Origin of giant spin-lattice coupling and the suppression of ferroelectricity in EuTiO3 from first principles

TL;DR

This study uses first-principles calculations to reveal how Eu 4f electron hybridization suppresses ferroelectricity and enhances octahedral rotations in EuTiO3, highlighting the role of rare-earth electrons in lattice stability.

Contribution

It uncovers the microscopic mechanism behind ferroelectric suppression and spin-phonon coupling in EuTiO3, emphasizing the impact of Eu 4f states on lattice dynamics.

Findings

Eu 4f hybridization drives away from ferroelectricity

Magnetic order influences hybridization and spin-phonon coupling

Rare-earth f electrons are crucial for lattice stability

Abstract

We elucidate the microscopic mechanism that causes a suppression of ferroelectricity and an enhancement of octahedral rotations in EuTiO3 from first principles.

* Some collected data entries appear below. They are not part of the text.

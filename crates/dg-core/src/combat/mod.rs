//! Combat system
//!
//! Attack resolution with evasion, critical hits and counter-attacks, item
//! use, escape attempts, victory rewards and the battle state machine that
//! ties them together.

mod attack;
mod battle;
mod escape;
mod items;
mod reward;

pub use attack::{
    AttackOutcome, AttackReport, AttackType, critical_damage, mitigate, resolve_attack,
};
pub use battle::{Battle, BattleAction, BattleOutcome, BattlePhase, RoundReport};
pub use escape::{EscapePolicy, attempt_escape, attempt_escape_named};
pub use items::{ItemUse, apply_item, use_item};
pub use reward::{LootChoice, VictoryRewards, claim_weapon, grant_victory_rewards, roll_item_drop};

We find that the hybridization of the rare-earth Eu 4f states with the B-site Ti cation drives the system away from ferroelectricity. We also show that the magnetic order dependence of this hybridization is the dominant source of spin-phonon coupling in this material. Our results underline the importance of rare-earth f electrons on the lattice dynamics and stability of these transition metal oxides.